ACTIVITY » Your result will be the set of lines with "indexed", copied from the material below.

RECORD EXTRACTS »
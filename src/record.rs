//! Part records and the builder that produces them.
//!
//! Every parsing strategy fills a [`PartRecordBuilder`] with whatever its
//! patterns captured and calls [`PartRecordBuilder::build`]. The builder owns
//! the rules that must hold for every emitted record regardless of which
//! strategy matched:
//!
//! - thickness and grade pass through the dimension normalizer
//! - width and length become decimal-inch strings
//! - a missing or zero quantity becomes 1
//! - confidence follows the evidence actually matched (see [`Evidence`])
//! - a record is never built without its source text

use crate::normalize;
use serde::{Deserialize, Serialize};
use std::fmt;

/// One reconstructed line of source text, in reading order.
#[derive(Debug, Clone, PartialEq, Eq, Serialize, Deserialize)]
#[serde(rename_all = "camelCase")]
pub struct RawLine {
    /// 1-indexed page the line came from (always 1 for text files).
    pub page: usize,
    /// 0-indexed position in the document's overall line sequence.
    pub index: usize,
    pub text: String,
}

impl RawLine {
    pub fn new(page: usize, index: usize, text: impl Into<String>) -> Self {
        Self {
            page,
            index,
            text: text.into(),
        }
    }
}

#[derive(Debug, Clone, Copy, PartialEq, Eq, Hash, Serialize, Deserialize)]
#[serde(rename_all = "snake_case")]
pub enum PartType {
    PlateRoll,
    FlatBar,
    PressBrake,
    PipeRoll,
    FlatStock,
    Other,
}

impl PartType {
    pub fn as_str(&self) -> &'static str {
        match self {
            PartType::PlateRoll => "plate_roll",
            PartType::FlatBar => "flat_bar",
            PartType::PressBrake => "press_brake",
            PartType::PipeRoll => "pipe_roll",
            PartType::FlatStock => "flat_stock",
            PartType::Other => "other",
        }
    }
}

impl fmt::Display for PartType {
    fn fmt(&self, f: &mut fmt::Formatter<'_>) -> fmt::Result {
        f.write_str(self.as_str())
    }
}

#[derive(Debug, Clone, Copy, PartialEq, Eq, PartialOrd, Ord, Hash, Serialize, Deserialize)]
#[serde(rename_all = "snake_case")]
pub enum Confidence {
    Low,
    Medium,
    High,
}

impl fmt::Display for Confidence {
    fn fmt(&self, f: &mut fmt::Formatter<'_>) -> fmt::Result {
        f.write_str(match self {
            Confidence::Low => "low",
            Confidence::Medium => "medium",
            Confidence::High => "high",
        })
    }
}

/// Orientation of the section relative to the rolling axis.
#[derive(Debug, Clone, Copy, PartialEq, Eq, Serialize, Deserialize)]
#[serde(rename_all = "snake_case")]
pub enum RollType {
    EasyWay,
    HardWay,
}

#[derive(Debug, Clone, Copy, PartialEq, Eq, Default, Serialize, Deserialize)]
#[serde(rename_all = "snake_case")]
pub enum MeasurePoint {
    #[default]
    Inside,
    Outside,
    Centerline,
}

#[derive(Debug, Clone, Copy, PartialEq, Eq, Default, Serialize, Deserialize)]
#[serde(rename_all = "snake_case")]
pub enum MeasureType {
    #[default]
    Diameter,
    Radius,
}

/// Target curvature for a rolling operation.
#[derive(Debug, Clone, Copy, PartialEq, Default, Serialize, Deserialize)]
#[serde(rename_all = "camelCase")]
pub struct RollSpec {
    /// Measured value in inches; `None` when no roll-to phrase was found.
    pub value: Option<f64>,
    pub measure_point: MeasurePoint,
    pub measure_type: MeasureType,
}

impl RollSpec {
    /// Roll spec for `value` measured at the given reference. An unknown or
    /// absent reference falls back to inside diameter.
    pub fn to(value: f64, reference: Option<&str>) -> Self {
        let (measure_point, measure_type) = reference
            .map(normalize::measure_reference)
            .unwrap_or_default();
        Self {
            value: Some(value),
            measure_point,
            measure_type,
        }
    }

    pub fn is_set(&self) -> bool {
        self.value.is_some()
    }
}

/// The unit of output: one candidate part row for human review.
#[derive(Debug, Clone, PartialEq, Serialize, Deserialize)]
#[serde(rename_all = "camelCase")]
pub struct ParsedPartRecord {
    pub part_type: PartType,
    pub quantity: u32,
    /// Canonical fraction label such as `1/2"`, or empty.
    pub thickness: String,
    pub material: String,
    /// Decimal inches, or empty.
    pub width: String,
    /// Decimal inches, or empty.
    pub length: String,
    pub roll_type: Option<RollType>,
    pub roll_spec: RollSpec,
    pub special_instructions: String,
    #[serde(skip_serializing_if = "Option::is_none", default)]
    pub client_part_number: Option<String>,
    pub confidence: Confidence,
    /// The originating source text, kept for audit and manual correction.
    pub raw_line: String,
}

/// Annotation text accumulated for one record, de-duplicated by keyword.
#[derive(Debug, Clone, Default, PartialEq)]
pub struct InstructionSet {
    entries: Vec<(String, String)>,
}

impl InstructionSet {
    pub fn new() -> Self {
        Self::default()
    }

    /// Append `text` unless an entry with the same keyword already exists.
    /// Returns whether the entry was added.
    pub fn push(&mut self, keyword: &str, text: impl Into<String>) -> bool {
        let key = keyword.to_ascii_lowercase();
        if self.contains(&key) {
            return false;
        }
        let text = text.into();
        if text.trim().is_empty() {
            return false;
        }
        self.entries.push((key, text.trim().to_string()));
        true
    }

    pub fn contains(&self, keyword: &str) -> bool {
        let key = keyword.to_ascii_lowercase();
        self.entries.iter().any(|(k, _)| *k == key)
    }

    /// Drop the entry for `keyword`, if any.
    pub fn remove(&mut self, keyword: &str) {
        let key = keyword.to_ascii_lowercase();
        self.entries.retain(|(k, _)| *k != key);
    }

    pub fn is_empty(&self) -> bool {
        self.entries.is_empty()
    }

    pub fn render(&self) -> String {
        self.entries
            .iter()
            .map(|(_, text)| text.as_str())
            .collect::<Vec<_>>()
            .join(" ")
    }
}

/// How the record's core fields were matched.
#[derive(Debug, Clone, Copy, PartialEq, Eq)]
pub enum Evidence {
    /// A dedicated part-type pattern (plate, flat bar, PO block header).
    Pattern,
    /// A row of a recognised bill-of-materials table.
    Table,
    /// The permissive "leading integer + text" fallback.
    Fallback,
}

/// Collects a strategy's captures before normalisation.
#[derive(Debug, Clone)]
pub struct PartRecordBuilder {
    evidence: Evidence,
    raw_line: String,
    part_type: PartType,
    quantity: Option<u32>,
    quantity_from_unit: bool,
    thickness: Option<String>,
    material: Option<String>,
    width: Option<String>,
    length: Option<String>,
    roll_type: Option<RollType>,
    roll_spec: RollSpec,
    instructions: InstructionSet,
    client_part_number: Option<String>,
}

impl PartRecordBuilder {
    pub fn new(evidence: Evidence, part_type: PartType, raw_line: impl Into<String>) -> Self {
        Self {
            evidence,
            raw_line: raw_line.into().trim().to_string(),
            part_type,
            quantity: None,
            quantity_from_unit: false,
            thickness: None,
            material: None,
            width: None,
            length: None,
            roll_type: None,
            roll_spec: RollSpec::default(),
            instructions: InstructionSet::new(),
            client_part_number: None,
        }
    }

    /// Record the quantity capture. `with_unit` means it came from dedicated
    /// `<n> PCS` syntax rather than a bare leading number.
    pub fn quantity(mut self, raw: &str, with_unit: bool) -> Self {
        self.quantity = raw.trim().parse::<u32>().ok().filter(|q| *q > 0);
        self.quantity_from_unit = with_unit && self.quantity.is_some();
        self
    }

    pub fn thickness(mut self, raw: impl Into<String>) -> Self {
        self.thickness = Some(raw.into());
        self
    }

    pub fn material(mut self, raw: impl Into<String>) -> Self {
        self.material = Some(raw.into());
        self
    }

    pub fn width(mut self, raw: impl Into<String>) -> Self {
        self.width = Some(raw.into());
        self
    }

    pub fn length(mut self, raw: impl Into<String>) -> Self {
        self.length = Some(raw.into());
        self
    }

    /// Length given in decimal inches (already unit-converted by the caller).
    pub fn length_inches(mut self, inches: f64) -> Self {
        self.length = Some(normalize::format_decimal(inches));
        self
    }

    pub fn client_part_number(mut self, pn: impl Into<String>) -> Self {
        let pn = pn.into();
        if !pn.trim().is_empty() {
            self.client_part_number = Some(pn.trim().to_string());
        }
        self
    }

    /// Extend the source text with a consumed continuation line.
    pub fn append_raw_line(&mut self, text: &str) {
        let text = text.trim();
        if text.is_empty() {
            return;
        }
        if !self.raw_line.is_empty() {
            self.raw_line.push('\n');
        }
        self.raw_line.push_str(text);
    }

    pub fn set_part_type(&mut self, part_type: PartType) {
        self.part_type = part_type;
    }

    pub fn part_type_value(&self) -> PartType {
        self.part_type
    }

    pub fn set_roll_type(&mut self, roll_type: RollType) {
        self.roll_type = Some(roll_type);
    }

    pub fn roll_type_value(&self) -> Option<RollType> {
        self.roll_type
    }

    /// Set the roll spec unless one is already present.
    pub fn set_roll_spec_if_unset(&mut self, spec: RollSpec) {
        if !self.roll_spec.is_set() {
            self.roll_spec = spec;
        }
    }

    pub fn roll_spec_value(&self) -> &RollSpec {
        &self.roll_spec
    }

    pub fn has_thickness(&self) -> bool {
        self.thickness.is_some()
    }

    pub fn has_width(&self) -> bool {
        self.width.is_some()
    }

    pub fn instructions_mut(&mut self) -> &mut InstructionSet {
        &mut self.instructions
    }

    pub fn instructions(&self) -> &InstructionSet {
        &self.instructions
    }

    /// Normalise the captures and assign confidence.
    ///
    /// Returns `None` only when there is no source text to tie the record to.
    pub fn build(self) -> Option<ParsedPartRecord> {
        if self.raw_line.is_empty() {
            return None;
        }

        let confidence = match self.evidence {
            Evidence::Fallback => Confidence::Low,
            Evidence::Table => Confidence::Medium,
            Evidence::Pattern if !self.quantity_from_unit => Confidence::Medium,
            // Un-annotated lines are more often cut-to-size stock than real
            // roll jobs, so a bare dimensional match is only medium.
            Evidence::Pattern if !self.roll_spec.is_set() && self.instructions.is_empty() => {
                Confidence::Medium
            }
            Evidence::Pattern => Confidence::High,
        };

        Some(ParsedPartRecord {
            part_type: self.part_type,
            quantity: self.quantity.unwrap_or(1),
            thickness: self
                .thickness
                .as_deref()
                .map(normalize::thickness_label)
                .unwrap_or_default(),
            material: self
                .material
                .as_deref()
                .map(normalize::normalize_grade)
                .unwrap_or_default(),
            width: self.width.as_deref().map(decimal_field).unwrap_or_default(),
            length: self.length.as_deref().map(decimal_field).unwrap_or_default(),
            roll_type: self.roll_type,
            roll_spec: self.roll_spec,
            special_instructions: self.instructions.render(),
            client_part_number: self.client_part_number,
            confidence,
            raw_line: self.raw_line,
        })
    }
}

fn decimal_field(raw: &str) -> String {
    let value = normalize::fraction_to_decimal(raw);
    if value > 0.0 {
        normalize::format_decimal(value)
    } else {
        String::new()
    }
}

#[cfg(test)]
mod tests {
    use super::*;

    #[test]
    fn instruction_set_dedups_by_keyword() {
        let mut set = InstructionSet::new();
        assert!(set.push("tack", "Tack weld"));
        assert!(!set.push("TACK", "Tack weld"));
        assert!(set.push("trim", "Trim"));
        assert_eq!(set.render(), "Tack weld Trim");
        set.remove("trim");
        assert_eq!(set.render(), "Tack weld");
    }

    #[test]
    fn pattern_with_unit_and_annotation_is_high() {
        let mut b = PartRecordBuilder::new(Evidence::Pattern, PartType::PlateRoll, "2 PCS ...")
            .quantity("2", true)
            .thickness("1/2")
            .material("a36")
            .width("10")
            .length("48.57");
        b.instructions_mut().push("tack", "Tack weld");
        let r = b.build().unwrap();
        assert_eq!(r.confidence, Confidence::High);
        assert_eq!(r.thickness, "1/2\"");
        assert_eq!(r.material, "A36");
        assert_eq!(r.width, "10");
        assert_eq!(r.length, "48.57");
    }

    #[test]
    fn unannotated_pattern_is_demoted() {
        let r = PartRecordBuilder::new(Evidence::Pattern, PartType::PlateRoll, "1 PCS ...")
            .quantity("1", true)
            .build()
            .unwrap();
        assert_eq!(r.confidence, Confidence::Medium);
    }

    #[test]
    fn quantity_without_unit_is_never_high() {
        let mut b = PartRecordBuilder::new(Evidence::Pattern, PartType::PlateRoll, "1 1/2\" ...")
            .quantity("1", false);
        b.set_roll_spec_if_unset(RollSpec::to(42.0, Some("OD")));
        assert_eq!(b.build().unwrap().confidence, Confidence::Medium);
    }

    #[test]
    fn zero_quantity_defaults_to_one() {
        let r = PartRecordBuilder::new(Evidence::Pattern, PartType::PlateRoll, "0 PCS")
            .quantity("0", true)
            .build()
            .unwrap();
        assert_eq!(r.quantity, 1);
        assert_eq!(r.confidence, Confidence::Medium);
    }

    #[test]
    fn empty_source_text_builds_nothing() {
        assert!(PartRecordBuilder::new(Evidence::Fallback, PartType::Other, "   ")
            .build()
            .is_none());
    }

    #[test]
    fn roll_spec_is_not_overwritten() {
        let mut b = PartRecordBuilder::new(Evidence::Pattern, PartType::PlateRoll, "x");
        b.set_roll_spec_if_unset(RollSpec::to(42.125, Some("ID")));
        b.set_roll_spec_if_unset(RollSpec::to(10.0, Some("OR")));
        assert_eq!(b.roll_spec_value().value, Some(42.125));
        assert_eq!(b.roll_spec_value().measure_point, MeasurePoint::Inside);
    }

    #[test]
    fn roll_spec_defaults_to_inside_diameter() {
        let spec = RollSpec::to(30.0, None);
        assert_eq!(spec.measure_point, MeasurePoint::Inside);
        assert_eq!(spec.measure_type, MeasureType::Diameter);
        let spec = RollSpec::to(30.0, Some("??"));
        assert_eq!(spec.measure_point, MeasurePoint::Inside);
    }

    #[test]
    fn serialises_with_wire_names() {
        let r = PartRecordBuilder::new(Evidence::Table, PartType::PressBrake, "3\tA-1")
            .quantity("3", false)
            .client_part_number("A-1")
            .build()
            .unwrap();
        let json = serde_json::to_value(&r).unwrap();
        assert_eq!(json["partType"], "press_brake");
        assert_eq!(json["confidence"], "medium");
        assert_eq!(json["clientPartNumber"], "A-1");
        assert_eq!(json["rollSpec"]["measurePoint"], "inside");
        assert_eq!(json["rawLine"], "3\tA-1");
    }
}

RESULT OF THIS EXERCISE »
    /// 1-indexed page the line came from (always 1 for text files).
    /// 0-indexed position in the document's overall line sequence.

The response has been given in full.